Un mundo complejo y posmoderno necesita un modelo pluralista y abierto que permita una constante capacidad de adaptación a los desafíos presentes y futuros, desplegar la iniciativa y la creatividad de los individuos, conciliar los distintos valores y fines individuales en un marco de paz y convivencia pacífica y movilizar a través de un proceso de cooperación voluntaria, no impuesta desde el Estado, la energía de las personas y permitir a cada uno vivir como desee siempre que no agreda a los demás. Esto se traduce en un Estado que mantiene la ley y el orden, garantiza los derechos individuales, asegura la igual libertad ante la ley de todos los ciudadanos y mantiene una red de seguridad básica para todos aquellos que no son capaces de obtenerla por sus propios medios.

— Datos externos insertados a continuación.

// Copyright (c) Microsoft Corporation.
// Licensed under the MIT License.

//! MongoDB implementation of the stash cache tier contract.

use std::collections::HashMap;

use bson::{Bson, Regex, doc};
use futures::TryStreamExt;
use mongodb::options::{ClientOptions, IndexOptions};
use mongodb::{Client, Collection, Database, IndexModel};
use stash_tier::{CacheRecord, CacheTier, Error, MAX_KEY_LIST, Result, TierStats};
use tracing::debug;

use crate::config::{MongoConfig, MongoConfigBuilder};
use crate::document::{KeyDocument, RecordDocument};
use crate::{document, stats};

/// Oldest wire version this tier accepts; the driver's own floor (server 4.0).
const MIN_WIRE_VERSION: i64 = 7;

const UNIQUE_KEY_INDEX: &str = "unique_key_index";
const AUTO_EXPIRE_INDEX: &str = "auto_expire_index";

/// A persistent cache tier backed by a MongoDB collection.
///
/// Holds one driver client for its lifetime and maps every
/// [`CacheTier`] operation onto a single native call. The driver owns
/// pooling, the wire protocol, and failover; this type owns nothing but the
/// translation. Cheap to clone — clones share the connection.
///
/// # Examples
///
/// ```no_run
/// use stash_mongodb::MongoTier;
/// use stash_tier::CacheTier;
///
/// # async fn example() -> stash_tier::Result<()> {
/// let tier = MongoTier::builder()
///     .database_name("app_cache")
///     .collection_name("app_cache")
///     .connect()
///     .await?;
///
/// let keys = tier.keys("user_*").await?;
/// # Ok(())
/// # }
/// ```
#[derive(Clone)]
pub struct MongoTier {
    client: Client,
    database: Database,
    collection: Collection<RecordDocument>,
    config: MongoConfig,
}

impl std::fmt::Debug for MongoTier {
    fn fmt(&self, f: &mut std::fmt::Formatter<'_>) -> std::fmt::Result {
        f.debug_struct("MongoTier")
            .field("database", &self.database.name())
            .field("collection", &self.collection.name())
            .finish_non_exhaustive()
    }
}

impl MongoTier {
    /// Creates a new builder for configuring a MongoDB tier.
    #[must_use]
    pub fn builder() -> MongoConfigBuilder {
        MongoConfigBuilder::new()
    }

    /// Connects to the deployment described by `config`.
    ///
    /// Builds the connection URI, verifies the deployment is reachable and
    /// recent enough, and provisions the cache collection with its unique
    /// key index and TTL expiry index when it does not exist yet. Existing
    /// collections are left exactly as found.
    ///
    /// # Errors
    ///
    /// [`ErrorKind::InvalidConfiguration`](stash_tier::ErrorKind) when the
    /// composed URI does not parse; [`ErrorKind::Unavailable`](stash_tier::ErrorKind)
    /// when the deployment cannot be reached or set up;
    /// [`ErrorKind::DriverCheck`](stash_tier::ErrorKind) when the deployment
    /// is older than the driver supports.
    pub async fn connect(config: MongoConfig) -> Result<Self> {
        let uri = config.connection_uri();
        let mut options = ClientOptions::parse(&uri).await.map_err(Error::invalid_configuration)?;
        options.connect_timeout = Some(config.timeout());
        options.server_selection_timeout = Some(config.timeout());
        config.apply_driver_options(&mut options);

        let client = Client::with_options(options).map_err(Error::unavailable)?;
        let database = client.database(config.database_name());

        check_deployment(&database).await?;
        provision_collection(&database, config.collection_name()).await?;
        let collection = database.collection::<RecordDocument>(config.collection_name());

        debug!(
            database = config.database_name(),
            collection = config.collection_name(),
            "connected mongodb cache tier"
        );

        Ok(Self {
            client,
            database,
            collection,
            config,
        })
    }

    /// Returns the underlying driver client.
    #[must_use]
    pub fn client(&self) -> &Client {
        &self.client
    }

    /// Returns the configuration this tier was connected with.
    #[must_use]
    pub fn config(&self) -> &MongoConfig {
        &self.config
    }

    /// The stored document id: the configured prefix plus the cache key.
    fn document_id(&self, key: &str) -> String {
        format!("{}{}", self.config.key_prefix(), key)
    }
}

impl CacheTier for MongoTier {
    async fn get(&self, key: &str) -> Result<Option<CacheRecord>> {
        let found = self
            .collection
            .find_one(doc! { "_id": self.document_id(key) })
            .await
            .map_err(Error::unavailable)?;
        Ok(found.map(|stored| stored.into_record(self.config.detailed_timestamps())))
    }

    async fn get_many(&self, keys: &[&str]) -> Result<HashMap<String, CacheRecord>> {
        let ids: Vec<String> = keys.iter().map(|key| self.document_id(key)).collect();
        let mut cursor = self
            .collection
            .find(doc! { "_id": { "$in": ids } })
            .await
            .map_err(Error::unavailable)?;

        let mut found = HashMap::with_capacity(keys.len());
        while let Some(stored) = cursor.try_next().await.map_err(Error::unavailable)? {
            let record = stored.into_record(self.config.detailed_timestamps());
            found.insert(record.key().to_string(), record);
        }
        Ok(found)
    }

    async fn keys(&self, pattern: &str) -> Result<Vec<String>> {
        let filter = if pattern.is_empty() {
            doc! {}
        } else {
            doc! { "key": Bson::RegularExpression(Regex {
                pattern: wildcard_to_regex(pattern),
                options: String::new(),
            }) }
        };

        let mut cursor = self
            .collection
            .clone_with_type::<KeyDocument>()
            .find(filter)
            .projection(doc! { "_id": 0, "key": 1 })
            .limit(i64::try_from(MAX_KEY_LIST).unwrap_or(i64::MAX))
            .await
            .map_err(Error::unavailable)?;

        let mut keys = Vec::new();
        while let Some(stored) = cursor.try_next().await.map_err(Error::unavailable)? {
            keys.push(stored.key);
        }
        Ok(keys)
    }

    async fn insert(&self, record: &CacheRecord) -> Result<bool> {
        let update = doc! { "$set": document::set_fields(record, self.config.detailed_timestamps()) };
        self.collection
            .update_one(doc! { "_id": self.document_id(record.key()) }, update)
            .upsert(true)
            .await
            .map_err(Error::write)?;
        Ok(true)
    }

    async fn invalidate(&self, key: &str) -> Result<bool> {
        // A zero delete count is still an acknowledged success.
        self.collection
            .delete_one(doc! { "_id": self.document_id(key) })
            .await
            .map_err(Error::write)?;
        Ok(true)
    }

    async fn clear(&self) -> Result<bool> {
        self.collection.delete_many(doc! {}).await.map_err(Error::write)?;
        debug!(collection = self.collection.name(), "cleared cache collection");
        Ok(true)
    }

    async fn stats(&self) -> Result<TierStats> {
        stats::collect(&self.database, self.config.collection_name()).await
    }
}

impl MongoConfigBuilder {
    /// Builds the config and connects in one step.
    ///
    /// # Errors
    ///
    /// Everything [`build`](MongoConfigBuilder::build) and
    /// [`MongoTier::connect`] can return.
    pub async fn connect(self) -> Result<MongoTier> {
        MongoTier::connect(self.build()?).await
    }
}

/// Verifies the deployment answers `hello` and speaks a supported wire version.
async fn check_deployment(database: &Database) -> Result<()> {
    let reply = database.run_command(doc! { "hello": 1 }).await.map_err(Error::unavailable)?;

    let wire_version = reply
        .get_i32("maxWireVersion")
        .map(i64::from)
        .or_else(|_| reply.get_i64("maxWireVersion"))
        .unwrap_or(MIN_WIRE_VERSION);
    if wire_version < MIN_WIRE_VERSION {
        return Err(Error::driver_check(format!(
            "deployment reports wire version {wire_version}, need at least {MIN_WIRE_VERSION}"
        )));
    }
    Ok(())
}

/// Creates the cache collection and its two indexes if the collection does
/// not exist yet. Idempotent by way of the existence check — collections
/// that already exist are never re-indexed.
async fn provision_collection(database: &Database, collection_name: &str) -> Result<()> {
    let existing = database.list_collection_names().await.map_err(Error::unavailable)?;
    if existing.iter().any(|name| name == collection_name) {
        return Ok(());
    }

    database.create_collection(collection_name).await.map_err(Error::unavailable)?;
    let collection = database.collection::<RecordDocument>(collection_name);

    collection
        .create_index(
            IndexModel::builder()
                .keys(doc! { "key": 1 })
                .options(IndexOptions::builder().unique(true).name(UNIQUE_KEY_INDEX.to_string()).build())
                .build(),
        )
        .await
        .map_err(Error::unavailable)?;
    collection
        .create_index(
            IndexModel::builder()
                .keys(doc! { "expires_at": 1 })
                .options(
                    IndexOptions::builder()
                        // Zero grace: the server purges a record the moment it is due.
                        .expire_after(std::time::Duration::ZERO)
                        .name(AUTO_EXPIRE_INDEX.to_string())
                        .build(),
                )
                .build(),
        )
        .await
        .map_err(Error::unavailable)?;

    debug!(collection = collection_name, "created cache collection and indexes");
    Ok(())
}

/// Translates the contract's `*` wildcard into the server's regex syntax.
///
/// Mirrors the pool's pattern grammar: `*` becomes `(.*)` and the result is
/// matched unanchored against the stored key field.
fn wildcard_to_regex(pattern: &str) -> String {
    pattern.replace('*', "(.*)")
}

Aunque parezca una provocación, es preciso resaltar que la mayoría de los seres humanos viven en el mejor mundo conocido hasta la fecha. Nunca ha existido menos pobreza a escala global, nunca ha habido tantas oportunidades para que los individuos tengan la opción de mejorar su existencia; nunca la esperanza de vida ha sido tan larga; nunca se han producido avances médicos tan espectaculares en la lucha contra la enfermedad y la muerte; nunca ha habido una sensibilidad parecida hacia los desfavorecidos… Y todo esto no ha sido una casualidad ni el resultado de las fuerzas del destino, sino la consecuencia de la extensión con mayor o menor intensidad de los principios del liberalismo. A quienes más se han acercado a sus ideales les ha ido mejor.